I answered the phone while changing Benaiah’s diaper and picking up straight pins at the same time. “Hello?”
“Hey, Babe!” His voice was full of Christmas cheer. “Would it really throw off your day if I came home right now?”
I glanced frantically around at the mass chaos while Benaiah peed on the blanket because I hadn’t gotten his diaper on yet.
“Um, no! That would be great!” I lied quickly, got off the phone, and desperately tried to regain some order to the house before he got home.
I failed. When he walked in the door 30 minutes later, I was still in my robe, the dishes were still in the sink, Patience was still oddly clothed, and Benaiah was still mostly naked. I’m not sure what I did with that 30 minutes. I think I picked up straight pins.
Ben stood in the door and surveyed the destruction. “Wow.” He said. “You really do get things cleaned up before I come home.”
Just then our neighbor drove up, so I rushed to slice some lemon bread and make coffee.
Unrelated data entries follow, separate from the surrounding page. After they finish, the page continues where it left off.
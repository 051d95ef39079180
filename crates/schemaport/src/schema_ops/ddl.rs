//! DDL statement rendering.
//!
//! Pure functions from schema metadata to SQL text for one dialect. Nothing
//! here touches a connection; [`super::SchemaOperations`] and the dump engine
//! decide when each statement runs.

use std::collections::HashSet;

use crate::convert::to_literal;
use crate::core::schema::referential_action;
use crate::core::traits::Dialect;
use crate::core::{Column, DatabaseKind, DefaultValue, ForeignKey, Index, Table};
use crate::typemap::{key_bytes, render_type};

/// Lowercased names of columns that take part in a key, index or foreign key.
pub fn keyed_columns(table: &Table) -> HashSet<String> {
    let mut keyed: HashSet<String> = table
        .primary_key
        .iter()
        .map(|c| c.to_lowercase())
        .collect();
    for index in &table.indexes {
        keyed.extend(index.columns.iter().map(|c| c.name.to_lowercase()));
    }
    for fk in &table.foreign_keys {
        keyed.extend(fk.columns.iter().map(|c| c.to_lowercase()));
    }
    keyed
}

/// Render one column definition (`name type [constraints]`).
///
/// `auto_increment` marks the table's generated key column. On SQLite it
/// becomes the rowid alias and carries its primary key inline.
pub fn column_definition(
    dialect: &dyn Dialect,
    column: &Column,
    keyed: bool,
    auto_increment: bool,
) -> String {
    let name = dialect.quote_ident(&column.name);

    if auto_increment {
        return match dialect.kind() {
            DatabaseKind::Sqlite => format!("{} INTEGER PRIMARY KEY", name),
            DatabaseKind::Mysql => format!("{} BIGINT NOT NULL AUTO_INCREMENT", name),
            DatabaseKind::Postgres => {
                format!("{} BIGINT GENERATED BY DEFAULT AS IDENTITY", name)
            }
        };
    }

    let sql_type = render_type(dialect.kind(), column, keyed);
    let mut def = format!("{} {}", name, sql_type);
    if !column.is_nullable {
        def.push_str(" NOT NULL");
    }
    if let Some(clause) = default_clause(dialect, column, &sql_type) {
        def.push(' ');
        def.push_str(&clause);
    }
    def
}

/// `DEFAULT ...` clause for a column, if it has a default.
pub fn default_clause(dialect: &dyn Dialect, column: &Column, sql_type: &str) -> Option<String> {
    let default = column.default.as_ref()?;

    if default.is_current_timestamp() {
        let expr = if dialect.kind() == DatabaseKind::Mysql && sql_type.ends_with("(6)") {
            "CURRENT_TIMESTAMP(6)"
        } else {
            "CURRENT_TIMESTAMP"
        };
        return Some(format!("DEFAULT {}", expr));
    }

    let literal = match default {
        DefaultValue::Expression(expr) => return Some(format!("DEFAULT {}", parenthesize(expr))),
        other => {
            let value = other.to_value()?;
            to_literal(&value, Some(&column.type_info()), dialect)
        }
    };

    // MySQL only accepts expression defaults on BLOB, TEXT and JSON columns.
    let mysql_blob_like = dialect.kind() == DatabaseKind::Mysql
        && matches!(sql_type, "TEXT" | "LONGBLOB" | "JSON")
        && !matches!(default, DefaultValue::Null);
    if mysql_blob_like {
        Some(format!("DEFAULT ({})", literal))
    } else {
        Some(format!("DEFAULT {}", literal))
    }
}

/// Wrap an expression in parentheses unless it already is wrapped as a whole.
fn parenthesize(expr: &str) -> String {
    let trimmed = expr.trim();
    if trimmed.starts_with('(') {
        let mut depth = 0i32;
        for (i, c) in trimmed.char_indices() {
            match c {
                '(' => depth += 1,
                ')' => {
                    depth -= 1;
                    if depth == 0 {
                        if i == trimmed.len() - 1 {
                            return trimmed.to_string();
                        }
                        break;
                    }
                }
                _ => {}
            }
        }
    }
    format!("({})", trimmed)
}

/// Default constraint name for the `ordinal`-th foreign key of `table`.
pub fn foreign_key_name(table: &str, fk: &ForeignKey, ordinal: usize) -> String {
    if fk.name.is_empty() {
        format!("fk_{}_{}", table, ordinal)
    } else {
        fk.name.clone()
    }
}

/// `FOREIGN KEY (...) REFERENCES ... [ON DELETE ..] [ON UPDATE ..]`.
pub fn foreign_key_clause(dialect: &dyn Dialect, fk: &ForeignKey) -> String {
    let mut clause = format!(
        "FOREIGN KEY ({}) REFERENCES {} ({})",
        quote_list(dialect, &fk.columns),
        dialect.quote_ident(&fk.ref_table),
        quote_list(dialect, &fk.ref_columns)
    );
    for (keyword, action) in [("DELETE", &fk.on_delete), ("UPDATE", &fk.on_update)] {
        let action = referential_action(action);
        if action != "NO ACTION" {
            clause.push_str(&format!(" ON {} {}", keyword, action));
        }
    }
    clause
}

/// `CREATE TABLE` statement.
///
/// Foreign keys for which `inline_fk` returns false are left out so the caller
/// can add them after the referenced table exists.
pub fn create_table_sql(
    dialect: &dyn Dialect,
    table: &Table,
    inline_fk: impl Fn(&ForeignKey) -> bool,
) -> String {
    let keyed = keyed_columns(table);
    let auto = table.auto_increment_column().map(|c| c.name.clone());
    let inline_pk = dialect.kind() == DatabaseKind::Sqlite && auto.is_some();

    let mut parts: Vec<String> = table
        .columns
        .iter()
        .map(|c| {
            let is_auto = auto.as_deref() == Some(c.name.as_str());
            column_definition(dialect, c, keyed.contains(&c.name.to_lowercase()), is_auto)
        })
        .collect();

    if table.has_pk() && !inline_pk {
        parts.push(format!(
            "PRIMARY KEY ({})",
            quote_list(dialect, &table.primary_key)
        ));
    }

    for (i, fk) in table.foreign_keys.iter().enumerate() {
        if !inline_fk(fk) {
            continue;
        }
        parts.push(format!(
            "CONSTRAINT {} {}",
            dialect.quote_ident(&foreign_key_name(&table.name, fk, i)),
            foreign_key_clause(dialect, fk)
        ));
    }

    format!(
        "CREATE TABLE {} (\n    {}\n)",
        dialect.quote_ident(&table.name),
        parts.join(",\n    ")
    )
}

/// `ALTER TABLE ... ADD CONSTRAINT ... FOREIGN KEY` for a deferred foreign key.
pub fn add_foreign_key_sql(
    dialect: &dyn Dialect,
    table: &str,
    fk: &ForeignKey,
    ordinal: usize,
) -> String {
    format!(
        "ALTER TABLE {} ADD CONSTRAINT {} {}",
        dialect.quote_ident(table),
        dialect.quote_ident(&foreign_key_name(table, fk, ordinal)),
        foreign_key_clause(dialect, fk)
    )
}

/// Statement dropping a named foreign key; `None` on SQLite, which has no
/// way to drop one.
pub fn drop_foreign_key_sql(dialect: &dyn Dialect, table: &str, name: &str) -> Option<String> {
    let keyword = match dialect.kind() {
        DatabaseKind::Sqlite => return None,
        DatabaseKind::Mysql => "FOREIGN KEY",
        DatabaseKind::Postgres => "CONSTRAINT",
    };
    Some(format!(
        "ALTER TABLE {} DROP {} {}",
        dialect.quote_ident(table),
        keyword,
        dialect.quote_ident(name)
    ))
}

/// `CREATE [UNIQUE] INDEX` statement.
pub fn create_index_sql(dialect: &dyn Dialect, table: &str, index: &Index) -> String {
    let columns = index
        .columns
        .iter()
        .map(|c| {
            let name = dialect.quote_ident(&c.name);
            if c.desc {
                format!("{} DESC", name)
            } else {
                name
            }
        })
        .collect::<Vec<_>>()
        .join(", ");

    format!(
        "CREATE {}INDEX {} ON {} ({})",
        if index.is_unique { "UNIQUE " } else { "" },
        dialect.quote_ident(&index.name),
        dialect.quote_ident(table),
        columns
    )
}

/// `ALTER TABLE ... ADD COLUMN` statement.
pub fn add_column_sql(dialect: &dyn Dialect, table: &str, column: &Column) -> String {
    format!(
        "ALTER TABLE {} ADD COLUMN {}",
        dialect.quote_ident(table),
        column_definition(dialect, column, false, false)
    )
}

/// Estimated key size of `index` over `columns` on `target`.
///
/// Columns missing from `columns` count as zero; the engine reports those itself.
pub fn index_key_bytes(target: DatabaseKind, columns: &[Column], index: &Index) -> usize {
    index
        .columns
        .iter()
        .filter_map(|ic| {
            columns
                .iter()
                .find(|c| c.name.eq_ignore_ascii_case(&ic.name))
        })
        .map(|c| key_bytes(target, c))
        .fold(0usize, usize::saturating_add)
}

/// True when SQLite cannot add `column` with `ALTER TABLE ADD COLUMN`.
///
/// SQLite rejects added columns that are keys, NOT NULL without a constant
/// default, or defaulted to a non-constant expression.
pub fn sqlite_requires_recreate(column: &Column) -> bool {
    let constant_default = matches!(
        column.default,
        Some(ref d) if !matches!(d, DefaultValue::Null | DefaultValue::Expression(_))
    );
    let expression_default = matches!(column.default, Some(DefaultValue::Expression(_)));
    column.auto_increment || expression_default || (!column.is_nullable && !constant_default)
}

/// Multi-row `INSERT` of already rendered literals.
///
/// `suffix` is appended verbatim, e.g. an upsert clause.
pub fn insert_sql(
    dialect: &dyn Dialect,
    table: &str,
    columns: &[String],
    rows: &[Vec<String>],
    suffix: Option<&str>,
) -> String {
    let values = rows
        .iter()
        .map(|row| format!("({})", row.join(", ")))
        .collect::<Vec<_>>()
        .join(",\n    ");
    let mut sql = format!(
        "INSERT INTO {} ({}) VALUES\n    {}",
        dialect.quote_ident(table),
        quote_list(dialect, columns),
        values
    );
    if let Some(suffix) = suffix.filter(|s| !s.is_empty()) {
        sql.push(' ');
        sql.push_str(suffix);
    }
    sql
}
Ben disappeared into the bedroom to change.
An hour or so later our neighbor was gone, and I still, STILL hadn't finished anything. Dishes, wrapping, cleaning and sewing all awaited me. The children were not yet clothed properly, and neither was I, so I headed to the bedroom to get dressed. Finally.
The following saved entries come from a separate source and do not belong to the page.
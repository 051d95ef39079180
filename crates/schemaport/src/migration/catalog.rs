//! Migration catalogs declared in YAML.
//!
//! ```yaml
//! steps:
//!   - id: 20240101000000
//!     description: create users
//!     kind: create_table
//!     table:
//!       name: users
//!       columns:
//!         - { name: id, logical_type: integer, is_nullable: false, auto_increment: true }
//!         - { name: email, logical_type: text, max_length: 191 }
//!       primary_key: [id]
//!   - id: 20240102000000
//!     description: index emails
//!     kind: create_index
//!     table: users
//!     index: { name: idx_users_email, columns: [{ name: email }], is_unique: true }
//! ```

use std::collections::BTreeMap;
use std::path::Path;

use serde::{Deserialize, Serialize};

use super::{
    AddColumnStep, Consolidation, CreateIndexStep, CreateTableStep, DropIndexStep, MigrationStep,
    Migrator, RecreatePlan, RecreateTableStep, TenantRetrofitStep,
};
use crate::config::TenantConfig;
use crate::core::{Column, DefaultValue, Index, Table};
use crate::error::{PortError, Result};

/// A catalog file.
#[derive(Debug, Clone, Serialize, Deserialize)]
pub struct Catalog {
    pub steps: Vec<StepSpec>,
}

/// One declared step.
#[derive(Debug, Clone, Serialize, Deserialize)]
pub struct StepSpec {
    pub id: i64,
    pub description: String,
    #[serde(flatten)]
    pub action: StepAction,
}

/// What a declared step does.
#[derive(Debug, Clone, Serialize, Deserialize)]
#[serde(tag = "kind", rename_all = "snake_case")]
pub enum StepAction {
    CreateTable {
        table: Table,
    },
    AddColumn {
        table: String,
        column: Column,
    },
    CreateIndex {
        table: String,
        index: Index,
    },
    DropIndex {
        table: String,
        index: Index,
    },
    RecreateTable {
        table: Table,
        /// Values for columns new to the table, keyed by column name.
        #[serde(default)]
        fill: BTreeMap<String, DefaultValue>,
        /// Definition to restore on revert.
        #[serde(default)]
        previous: Option<Table>,
    },
    TenantRetrofit {
        table: String,
        /// Overrides for the `tenant` configuration section.
        #[serde(default)]
        column: Option<String>,
        #[serde(default)]
        consolidate_to: Option<String>,
        #[serde(default = "default_composite")]
        composite_key: bool,
        #[serde(default)]
        integer_ids: bool,
    },
}

fn default_composite() -> bool {
    true
}

impl Catalog {
    /// Load a catalog from a YAML file.
    pub fn load<P: AsRef<Path>>(path: P) -> Result<Self> {
        let content = std::fs::read_to_string(path)?;
        Self::from_yaml(&content)
    }

    /// Parse a catalog from a YAML string.
    pub fn from_yaml(yaml: &str) -> Result<Self> {
        Ok(serde_yaml::from_str(yaml)?)
    }

    /// Build the executable steps. `tenant` supplies defaults for tenant retrofits.
    pub fn into_steps(self, tenant: Option<&TenantConfig>) -> Result<Vec<Box<dyn MigrationStep>>> {
        self.steps
            .into_iter()
            .map(|spec| spec.into_step(tenant))
            .collect()
    }

    /// Build a [`Migrator`] over the declared steps.
    pub fn into_migrator(self, tenant: Option<&TenantConfig>) -> Result<Migrator> {
        Migrator::new(self.into_steps(tenant)?)
    }
}

impl StepSpec {
    fn into_step(self, tenant: Option<&TenantConfig>) -> Result<Box<dyn MigrationStep>> {
        let StepSpec {
            id,
            description,
            action,
        } = self;

        let step: Box<dyn MigrationStep> = match action {
            StepAction::CreateTable { table } => {
                Box::new(CreateTableStep::new(id, description, table))
            }
            StepAction::AddColumn { table, column } => {
                Box::new(AddColumnStep::new(id, description, table, column))
            }
            StepAction::CreateIndex { table, index } => {
                Box::new(CreateIndexStep::new(id, description, table, index))
            }
            StepAction::DropIndex { table, index } => {
                Box::new(DropIndexStep::new(id, description, table, index))
            }
            StepAction::RecreateTable {
                table,
                fill,
                previous,
            } => {
                let mut plan = RecreatePlan::new(table);
                for (column, value) in fill {
                    let value = value.to_value().ok_or_else(|| {
                        PortError::Config(format!(
                            "step {}: fill value for {} must be a constant",
                            id, column
                        ))
                    })?;
                    plan = plan.fill(column, value);
                }
                let mut step = RecreateTableStep::new(id, description, plan);
                if let Some(previous) = previous {
                    step = step.with_previous(previous);
                }
                Box::new(step)
            }
            StepAction::TenantRetrofit {
                table,
                column,
                consolidate_to,
                composite_key,
                integer_ids,
            } => {
                let defaults = tenant.cloned().unwrap_or_default();
                let mut step = TenantRetrofitStep::from_config(id, description, table, &defaults)
                    .composite_key(composite_key);
                if let Some(column) = column {
                    step = step.column(column);
                }
                if let Some(target) = consolidate_to {
                    step = step.consolidation(Consolidation::AssignAllTo(target));
                }
                if integer_ids {
                    step = step.integer_ids();
                }
                Box::new(step)
            }
        };
        Ok(step)
    }
}

#[cfg(test)]
mod tests {
    use super::*;

    const CATALOG: &str = r#"
steps:
  - id: 1
    description: create users
    kind: create_table
    table:
      name: users
      columns:
        - { name: id, logical_type: integer, is_nullable: false }
        - { name: email, logical_type: text, max_length: 191 }
      primary_key: [id]
  - id: 2
    description: index emails
    kind: create_index
    table: users
    index: { name: idx_users_email, columns: [{ name: email }], is_unique: true }
  - id: 3
    description: add status
    kind: add_column
    table: users
    column:
      name: status
      logical_type: text
      is_nullable: false
      default: { kind: text, value: active }
  - id: 4
    description: scope users by tenant
    kind: tenant_retrofit
    table: users
"#;

    #[test]
    fn test_parse_catalog() {
        let catalog = Catalog::from_yaml(CATALOG).unwrap();
        assert_eq!(catalog.steps.len(), 4);
        match &catalog.steps[2].action {
            StepAction::AddColumn { column, .. } => {
                assert_eq!(column.default, Some(DefaultValue::Text("active".into())));
            }
            other => panic!("unexpected action {:?}", other),
        }

        let steps = catalog.into_steps(None).unwrap();
        let ids: Vec<i64> = steps.iter().map(|s| s.id()).collect();
        assert_eq!(ids, vec![1, 2, 3, 4]);
        assert_eq!(steps[3].description(), "scope users by tenant");
    }

    #[test]
    fn test_out_of_order_catalog_is_rejected() {
        let yaml = r#"
steps:
  - { id: 2, description: b, kind: drop_index, table: t, index: { name: i, columns: [] } }
  - { id: 1, description: a, kind: drop_index, table: t, index: { name: j, columns: [] } }
"#;
        let catalog = Catalog::from_yaml(yaml).unwrap();
        assert!(matches!(catalog.into_migrator(None), Err(PortError::Config(_))));
    }

    #[test]
    fn test_fill_must_be_constant() {
        let yaml = r#"
steps:
  - id: 1
    description: rebuild
    kind: recreate_table
    table: { name: t, columns: [{ name: id, logical_type: integer }] }
    fill: { created_at: { kind: expression, value: CURRENT_TIMESTAMP } }
"#;
        let catalog = Catalog::from_yaml(yaml).unwrap();
        assert!(catalog.into_steps(None).is_err());
    }
}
That’s when I saw that I had left Ben’s main Christmas gift from me laying out on the bed. He had called when I was in the middle of wrapping, and I had forgotten that I left it out. I went and found him in the carport.
“Um, Babe, did you see something when you went in the bedroom earlier?”
His eyes darted around nervously as he tried to think up a good Christmas lie. Tears pooled in my eyes and my voice squeaked as I tried not to cry. “You saw it, didn’t you? I can’t believe I forgot I left it laying there!”
He came and wrapped his arms around me, because he’s wonderful like that. “Don’t worry about it, Babe. I just barely saw it out of the corner of my eye and I looked away, so I don’t know exactly what it is. I’ll still be a little bit surprised.”
I cried into his plaid flannel shirt for a minute, then shuffled dejectedly back into the house to do dishes. I stood there looking at the basket full of Christmas card envelopes to be addressed, the counter full of biscotti to be wrapped and put away, the pile of presents still to be wrapped, the sewing basket full of pillows yet to be finished, . I stood there and I looked at it all and I thought, “Why? Why in the world am I doing all this?”
Then my gaze rested on the my children happily playing on the brightly colored Christmas quilt I had spread on the living room floor at the foot of the Christmas tree. Benaiah was rolled over on his side, holding a corner of the quilt and cramming it in his mouth. Patience was quietly playing with the stuffed Nativity that lives under the tree. She glanced up at me and held up the little baby Jesus that we keep wrapped like a gift until Christmas morning. She cradled the tiny gift and said, “Look, Mommy! This Baby Jesus! This God!”
I left the dishes, the biscotti, the pillows and the wrapping and crawled down onto the Christmas quilt with my kids. I tickled Benaiah’s fat belly, pulled Patience onto my lap, and picked up the red-wrapped Baby Jesus.Yes, I remembered. That is why I do all of it. Christmas is a lot of work. Indeed it is. It takes effort to make it special and memorable and different from the day-to-day routine. But is there anything, ANYTHING routine about God sending His one and only son to earth in the form of a tiny baby? That is not routine. That is unusual, mysterious, miraculous. And it was a huge part of a story that forever changed our relationship with God Himself. Because of the baby in the manger on that starry night who grew to become the ultimate sacrifice, we can approach God with confidence.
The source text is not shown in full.